Willkommen auf dem Blog von Marcus K. Reif | Meine Arbeit gibt Ihnen Zeit für Ihre!

Viele bleiben nicht, weil sie unglücklich sind. Sie bleiben, weil es „okay“ ist: gutes Team, ordentliche Bezahlung, keine akute Reibung. Und trotzdem läuft im Hintergrund eine Rechnung – nicht in Euro, sondern in Zeit: Was kostet es mich, hier zu bleiben?

Denn gerade verschiebt sich etwas Grundsätzliches. Lange war der Engpass in Wissensjobs: Execution – also liefern, umsetzen, abarbeiten. Das wird zunehmend günstiger, schneller, automatisierbarer. Die knappe Ressource wird Urteilskraft: Welche Probleme sind überhaupt relevant? Welche Lösung ist wirklich gut? Was lohnt sich – und was ist Beschäftigungstherapie?

Das ist unangenehm, weil man Urteilskraft schlechter messen kann als Output. Tickets, Projekte, Deliverables: alles sichtbar. Gute Entscheidungen zeigen sich oft darin, was man nicht mehr macht. In Prioritäten. In Klarheit. In Systemen, die ohne Dauerstress funktionieren.

Warum „okay“ einen Preis hat

In großen Organisationen ist vieles attraktiv: Stabilität, Marke, Comp, Planbarkeit. Das kann ein sehr gutes Leben sein. Nur: Der Preis steht nicht auf dem Gehaltszettel.

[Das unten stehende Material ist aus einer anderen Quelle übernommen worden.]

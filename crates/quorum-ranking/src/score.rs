//! The default time-weighted scoring function.
//!
//! A bucket's score grows logarithmically with the staking time remaining
//! at evaluation: each bucket is worth its amount times a weight of
//! `1 + ln(ceil(remaining_days)) / ln(1.2) / 100`, floored to a whole
//! score. A stake evaluated before its start time scores zero; a decaying
//! stake's remaining time shrinks as the mint time advances, while a
//! non-decaying stake always counts its full duration.
//!
//! All accounting stays in [`Decimal`]; only the logarithmic weight factor
//! itself is computed in `f64`, then folded back before the floor.

use chrono::{DateTime, Utc};
use rust_decimal::prelude::FromPrimitive;
use rust_decimal::Decimal;

use quorum_types::Bucket;

/// Seconds per staking day.
const SECS_PER_DAY: f64 = 86_400.0;

/// Base of the logarithmic weight curve.
const WEIGHT_LOG_BASE: f64 = 1.2;

/// Divisor flattening the weight curve.
const WEIGHT_SCALE: f64 = 100.0;

/// Score `bucket` as of `now` (normally the snapshot's mint time).
///
/// Monotonic in the staked amount. The floor guarantees whole-number
/// scores, so equal-amount short stakes tie exactly instead of differing
/// by float noise.
pub fn time_weighted_score(bucket: &Bucket, now: DateTime<Utc>) -> Decimal {
    if now < bucket.start_time {
        return Decimal::ZERO;
    }

    let remaining_secs = if bucket.decay {
        let end = bucket.end_time();
        (end - now).num_seconds().max(0)
    } else {
        bucket.duration_secs
    };

    if remaining_secs <= 0 {
        return bucket.amount.floor();
    }

    let remaining = f64::from(u32::try_from(remaining_secs).unwrap_or(u32::MAX));
    let days = (remaining / SECS_PER_DAY).ceil();
    let weight = 1.0 + days.ln() / WEIGHT_LOG_BASE.ln() / WEIGHT_SCALE;

    let weight = Decimal::from_f64(weight).unwrap_or(Decimal::ONE);
    bucket
        .amount
        .checked_mul(weight)
        .unwrap_or(Decimal::MAX)
        .floor()
}
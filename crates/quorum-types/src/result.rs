//! Derived election results.
//!
//! An [`ElectionResult`] is computed from a stored snapshot; it is cached by
//! the sync layer but never persisted. Delegates are ordered by score
//! descending with a deterministic tie-break, so identical inputs always
//! reproduce an identical result.

use chrono::{DateTime, Utc};
use rust_decimal::Decimal;
use serde::{Deserialize, Serialize};

/// One scored vote attributed to a delegate.
#[derive(Debug, Clone, PartialEq, Eq, Serialize, Deserialize)]
pub struct Vote {
    /// Address of the staking voter.
    pub voter: String,
    /// Staked amount, after self-stake amplification where applicable.
    pub amount: Decimal,
    /// Time-weighted score contributed by this vote.
    pub score: Decimal,
    /// Whether the voter is the candidate itself.
    pub is_self_stake: bool,
}

/// A candidate that survived filtering, with its accumulated votes.
#[derive(Debug, Clone, PartialEq, Eq, Serialize, Deserialize)]
pub struct Delegate {
    /// Candidate name.
    pub name: String,
    /// Operator address from the registration.
    pub operator_address: String,
    /// Reward address from the registration.
    pub reward_address: String,
    /// Self-stake multiplier from the registration.
    pub self_stake_weight: u64,
    /// Total accumulated score across this delegate's votes.
    pub score: Decimal,
    /// Amount the delegate staked on itself (after amplification).
    pub self_staked: Decimal,
    /// Every vote attributed to this delegate, in insertion order.
    pub votes: Vec<Vote>,
}

/// The ranked outcome of one checkpoint's election.
#[derive(Debug, Clone, PartialEq, Eq, Serialize, Deserialize)]
pub struct ElectionResult {
    /// Mint time of the snapshot the result was computed from.
    pub mint_time: DateTime<Utc>,
    /// Delegates ordered by score descending (deterministic tie-break).
    pub delegates: Vec<Delegate>,
    /// Sum of all vote scores, including votes naming unknown candidates.
    pub total_votes: Decimal,
    /// Sum of all voted stake amounts, including unknown-candidate stakes.
    pub total_voted_stakes: Decimal,
}

impl ElectionResult {
    /// Look up a delegate by name.
    pub fn delegate(&self, name: &str) -> Option<&Delegate> {
        self.delegates.iter().find(|d| d.name == name)
    }
}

Der Preis ist die Gewöhnung an „Review statt Create“. Daran, dass du immer öfter Outputs kuratierst, statt Probleme zu besitzen. Dass die schwierigsten Fragen woanders landen – näher am Produkt, am Experiment, an der Entscheidung.

Wer bleibt, wettet auf Sicherheit und Vergütung. Wer geht, wettet auf Lernkurve und Kompounding: Skills, Netzwerk, Urteilsschärfe. Beides kann rational sein – aber nur eine Wette ist deutlich zeitkritischer.

Der entscheidende Faktor: Wirkfläche deiner Urteilskraft

Die Rechnung hängt stark davon ab, wo du sitzt. Eine Frage bringt es auf den Punkt:

Wie viel „Wirkfläche“ hat deine Urteilskraft?

Also: Wie direkt schlägt deine Entscheidung auf Realität durch?

  • Wenn du nah am Problem bist, Entscheidungen triffst und sie schnell Wirkung zeigen, ist „Bleiben“ oft strategisch sinnvoll – weil du lernst und gestaltest.
  • Wenn du dauerhaft drei Ebenen entfernt bist, nur abstimmst, bewertest, koordinierst, wird „okay“ schnell zur Komfortzone.

Das gilt nicht nur in Tech. Das gilt genauso in HR, Legal, Finance, Operations. Überall dort, wo Tools schneller werden, wird die Frage härter: Bringst du Urteilskraft in die Wertschöpfung – oder verwaltest du nur Output?

Die Uhr läuft anders als früher

Vor einem Jahr konntest du abwägen, ohne dass es teuer wurde. Heute kompounden Tools, Methoden und Lernkurven schneller. Der Unterschied zwischen „ich bin seit sechs Monaten drin“ und „ich überlege noch“ wird sichtbarer – nicht als Status, sondern als Kompetenzabstand.

Wichtig: Das ist kein Aufruf zur Panik. Es gibt gute Gründe zu bleiben: Familie, Gesundheit, Standort, Team, Verantwortung. Aber „Warten“ ist nicht neutral. Es ist eine Entscheidung – mit Kosten.

Drei nüchterne Prüfsteine

Wenn du das ohne Drama bewerten willst, helfen drei Fragen:

  1. Wächst meine Urteilskraft – oder nur mein Output?
  2. Wie nah bin ich am Problem – wirklich?
  3. Was lerne ich hier in 12 Monaten, das woanders schwerer wäre?

Wenn du darauf überzeugende Antworten hast: Bleiben kann genau richtig sein.
Wenn nicht: Dann ist „es ist okay“ nicht beruhigend – sondern teuer.

Am Ende ist es oft simpel: Du hast die Rechnung längst gemacht. Die Frage ist nur, ob du nach ihr handelst.

Viel Erfolg bei Ihrer Arbeit. Sie ist so wichtig.